真ん中辺りの船底から、そのまま上へ亀裂が入った。
当然、左右両端に重さが行っているので、バランスを崩し横に倒れた。
潮水が勢い良く飛ぶ。
場は騒然となった。
船の向こう側に、大きな大きな頭が見えていたのだから。
ひたすらに滑稽な形をしていた。
悪夢としか思えなかった。
身の毛もよだつ、地球を飲み込んでしまうのかとさえ思う大きな怪物がそこにいた。
捜査局はただちに迎撃を開始した。
太平洋戦争のように、壮絶で激しい撃ち合いとなった。
空に浮かぶ戦闘機がいっせいに機銃を乱射する。
だが、その怪物はまさに木星そのものであった。何もかもを優しく受け入れ、ダメージを感じさせない。
その怪物が放つ、とても細くどこまでも届くような、「水鉄砲」が当たればたちまち壊れてしまう。

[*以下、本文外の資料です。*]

//! Run inputs, per-item outcomes and run/batch results

use crate::checkpoint::Filters;
use crate::recovery::RecoveryOutcome;
use crate::resources::{MemorySample, PressureLevel};
use chrono::{DateTime, Utc};
use serde::{Deserialize, Serialize};
use std::fmt;
use std::time::Duration;
use uuid::Uuid;

/// Per-run parameters
#[derive(Debug, Clone, Default)]
pub struct RunOptions {
    pub entity_name: String,
    pub filters: Filters,
    /// Requested batch size; the configured default for the entity when `None`
    pub batch_size: Option<usize>,
    /// Ignore and clear any checkpoint for the entity
    pub force_restart: bool,
}

impl RunOptions {
    pub fn new(entity_name: impl Into<String>) -> Self {
        Self {
            entity_name: entity_name.into(),
            ..Default::default()
        }
    }

    pub fn with_filters(mut self, filters: Filters) -> Self {
        self.filters = filters;
        self
    }

    pub fn with_batch_size(mut self, batch_size: usize) -> Self {
        self.batch_size = Some(batch_size);
        self
    }

    pub fn force_restart(mut self) -> Self {
        self.force_restart = true;
        self
    }
}

#[derive(Debug, Clone, Copy, PartialEq, Eq, Serialize, Deserialize)]
#[serde(rename_all = "snake_case")]
pub enum ItemAction {
    Processed,
    Skipped,
}

/// What the item processor reports for one item
#[derive(Debug, Clone, PartialEq, Eq, Serialize, Deserialize)]
pub struct ItemOutcome {
    pub success: bool,
    pub action: Option<ItemAction>,
    pub message: Option<String>,
}

impl ItemOutcome {
    pub fn processed() -> Self {
        Self {
            success: true,
            action: Some(ItemAction::Processed),
            message: None,
        }
    }

    pub fn skipped(reason: impl Into<String>) -> Self {
        Self {
            success: true,
            action: Some(ItemAction::Skipped),
            message: Some(reason.into()),
        }
    }

    /// Failure reported without raising an error
    pub fn failed(message: impl Into<String>) -> Self {
        Self {
            success: false,
            action: None,
            message: Some(message.into()),
        }
    }

    pub fn with_message(mut self, message: impl Into<String>) -> Self {
        self.message = Some(message.into());
        self
    }
}

#[derive(Debug, Clone, Copy, Default, PartialEq, Eq, Serialize, Deserialize)]
pub struct RunCounters {
    pub processed: u64,
    pub skipped: u64,
    pub errors: u64,
}

impl RunCounters {
    pub fn record(&mut self, outcome: &ItemOutcome) {
        match (outcome.success, outcome.action) {
            (_, Some(ItemAction::Skipped)) => self.skipped += 1,
            (true, _) => self.processed += 1,
            (false, _) => self.errors += 1,
        }
    }

    pub fn add(&mut self, other: &RunCounters) {
        self.processed += other.processed;
        self.skipped += other.skipped;
        self.errors += other.errors;
    }
}

/// Identity and live counters of one run
#[derive(Debug, Clone, Serialize)]
pub struct RunContext {
    pub run_id: Uuid,
    pub entity_name: String,
    pub filters: Filters,
    pub filters_hash: String,
    /// Batch in flight, if any
    pub batch_id: Option<String>,
    pub started_at: DateTime<Utc>,
    pub counters: RunCounters,
}

impl RunContext {
    pub fn new(entity_name: impl Into<String>, filters: Filters) -> Self {
        let filters_hash = filters.hash();
        Self {
            run_id: Uuid::new_v4(),
            entity_name: entity_name.into(),
            filters,
            filters_hash,
            batch_id: None,
            started_at: Utc::now(),
            counters: RunCounters::default(),
        }
    }

    /// Deterministic id of batch `index`, stable across runs with the same filters
    pub fn batch_id_for(&self, index: u64) -> String {
        let prefix_len = self.filters_hash.len().min(12);
        format!(
            "{}-{}-{}",
            self.entity_name,
            &self.filters_hash[..prefix_len],
            index
        )
    }
}

/// How a run ended. None of these are errors.
#[derive(Debug, Clone, Copy, PartialEq, Eq, Hash, Serialize, Deserialize)]
#[serde(rename_all = "kebab-case")]
pub enum TerminalState {
    Completed,
    StoppedMemory,
    StoppedTimeout,
    StoppedGraceful,
    Cancelled,
    /// A batch failed and was rolled back
    StoppedError,
}

impl TerminalState {
    pub fn as_str(&self) -> &'static str {
        match self {
            TerminalState::Completed => "completed",
            TerminalState::StoppedMemory => "stopped-memory",
            TerminalState::StoppedTimeout => "stopped-timeout",
            TerminalState::StoppedGraceful => "stopped-graceful",
            TerminalState::Cancelled => "cancelled",
            TerminalState::StoppedError => "stopped-error",
        }
    }

    pub fn is_completed(&self) -> bool {
        matches!(self, TerminalState::Completed)
    }

    /// Stops that leave work behind and warrant a resumable checkpoint
    pub fn needs_state_recovery(&self) -> bool {
        matches!(
            self,
            TerminalState::StoppedMemory | TerminalState::StoppedTimeout | TerminalState::StoppedError
        )
    }
}

impl fmt::Display for TerminalState {
    fn fmt(&self, f: &mut fmt::Formatter<'_>) -> fmt::Result {
        f.write_str(self.as_str())
    }
}

#[derive(Debug, Clone, Serialize)]
pub struct BatchResult {
    /// 1-based index, continuing from the resumed checkpoint
    pub batch_index: u64,
    pub batch_id: String,
    pub item_count: usize,
    pub processed_count: u64,
    pub skipped_count: u64,
    pub error_count: u64,
    #[serde(with = "humantime_serde")]
    pub duration: Duration,
    pub memory_before: MemorySample,
    pub memory_after: MemorySample,
    pub pressure_before: PressureLevel,
    pub committed: bool,
    pub recoveries: Vec<RecoveryOutcome>,
    pub log: Vec<String>,
}

#[derive(Debug, Clone, Serialize)]
pub struct RunResult {
    pub run_id: Uuid,
    pub entity_name: String,
    pub filters_hash: String,
    pub terminal_state: TerminalState,
    /// Totals including counts carried over from a resumed checkpoint
    pub processed_count: u64,
    pub skipped_count: u64,
    pub error_count: u64,
    /// Batches committed by this run
    pub batches_processed: usize,
    pub total_items: usize,
    pub resumed_from_batch: Option<u64>,
    pub final_batch_size: usize,
    pub started_at: DateTime<Utc>,
    #[serde(with = "humantime_serde")]
    pub duration: Duration,
    pub batches: Vec<BatchResult>,
    /// State recovery performed when the run stopped early
    pub stop_recovery: Option<RecoveryOutcome>,
    pub log: Vec<String>,
}

impl RunResult {
    /// Case-insensitive search of the run log
    pub fn log_contains(&self, needle: &str) -> bool {
        let needle = needle.to_lowercase();
        self.log
            .iter()
            .any(|line| line.to_lowercase().contains(&needle))
    }

    pub fn recoveries(&self) -> impl Iterator<Item = &RecoveryOutcome> {
        self.batches
            .iter()
            .flat_map(|b| b.recoveries.iter())
            .chain(self.stop_recovery.iter())
    }
}

#[cfg(test)]
mod tests {
    use super::*;

    #[test]
    fn test_counters_follow_outcome() {
        let mut counters = RunCounters::default();
        counters.record(&ItemOutcome::processed());
        counters.record(&ItemOutcome::skipped("unchanged"));
        counters.record(&ItemOutcome::failed("bad row"));
        counters.record(&ItemOutcome {
            success: true,
            action: None,
            message: None,
        });
        assert_eq!(
            counters,
            RunCounters {
                processed: 2,
                skipped: 1,
                errors: 1
            }
        );
    }

    #[test]
    fn test_batch_ids_are_deterministic() {
        let filters = Filters::new().with("status", "active");
        let a = RunContext::new("products", filters.clone());
        let b = RunContext::new("products", filters);
        assert_ne!(a.run_id, b.run_id);
        assert_eq!(a.batch_id_for(3), b.batch_id_for(3));
        assert!(a.batch_id_for(3).starts_with("products-"));
        assert!(a.batch_id_for(3).ends_with("-3"));
    }

    #[test]
    fn test_terminal_state_tags() {
        assert_eq!(TerminalState::StoppedMemory.to_string(), "stopped-memory");
        assert_eq!(
            serde_json::to_string(&TerminalState::StoppedGraceful).unwrap(),
            "\"stopped-graceful\""
        );
        assert!(TerminalState::StoppedTimeout.needs_state_recovery());
        assert!(!TerminalState::Cancelled.needs_state_recovery());
    }
}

水圧が凄いとどんな物でも断ち切ってしまう、という迷信染みた物を今改めて感じる。
「オハヨウ。オハヨウ。オハヨウ。オハヨウ。オハヨウ。オハヨウ。オハヨウ。 ゲンキ?ゲンキ?ゲンキ?ゲンキ?ゲンキ?ゲンキ?ゲンキ?ゲンキ?」
その怪物から、無機質な声のようなものが聞こえる。
chaoを操れる参加者も、ここぞとばかりに応戦する。
ここに、怪物×人間の図が完成した。
だが、その図は見る見るうちに地獄絵図へと変わっていく。
ガラスが急に冷やされると壊れるように。
カラスがなりふり構わず飛んでいくように。
必然とすら感じるのがその光景だった。水鉄砲の、戦闘機への命中率は上がっていく。
腕慣らしが済んで、これから本番だと言うのか。
餅から少しだけ飛び出しているような、そんな手から水が出ていた。
しかし、その手がもう一本増えたのだ。
二本の水鉄砲が絶え間なく戦闘機を襲う。
間も無く、空にはなにもいなくなった。
どこの国でも、1970年から1995年には悪質な犯行が相次いでいた。
1人で三桁の人間を殺した人間も、この年代に当てはまる。
一瞬にして何十万人もの命が奪われた、米国から日本国への原爆投下は例外であるが。
この事件が歴史に刻まれるのも時間の問題だろうか。
写真を撮り、国へ送信している者もいる。
すぐに支援部隊が来るだろう。
自分含め、数人。いや、何十人という単位だろうか。
隙を伺ってその場から逃げ始める。
もう帰れないんだ。まだこのイベントは終わってない。
chaoによって闘志が掻き立てられている今、後者の考えを持つ人間が多数だった。
なぜか、怪物はchaoを持っている人間を狙わない。
分かったことがあるのはそれだけだ。
いや、本当は戦闘機の操縦士も持っていたのかもしれないが。
誤射した水が、誰かをすり抜けて後ろの捜査官に当たったのを"緑化"は見た。
当人も不思議がっていた。それが不思議だった。
緑化は走り出した。
既に崩壊している人とテープのバリケードを超えて。
chaoすら歯が立たないという。本当にそうなのだろうか?保身に走る直前にしか、撃たないと決めている者もいるだろう。
みんな狐になっていた。それから眠りに入った。
しかし、奴は集められた中にはいなかった。
起きて、すぐに消えたんだろう。
"夢幻"だ。奴の能力は保身ながら、攻略法を探すまでの道のりを見つけることができるはずだ。
だが、着生らがいた店には既に人の姿は無かった。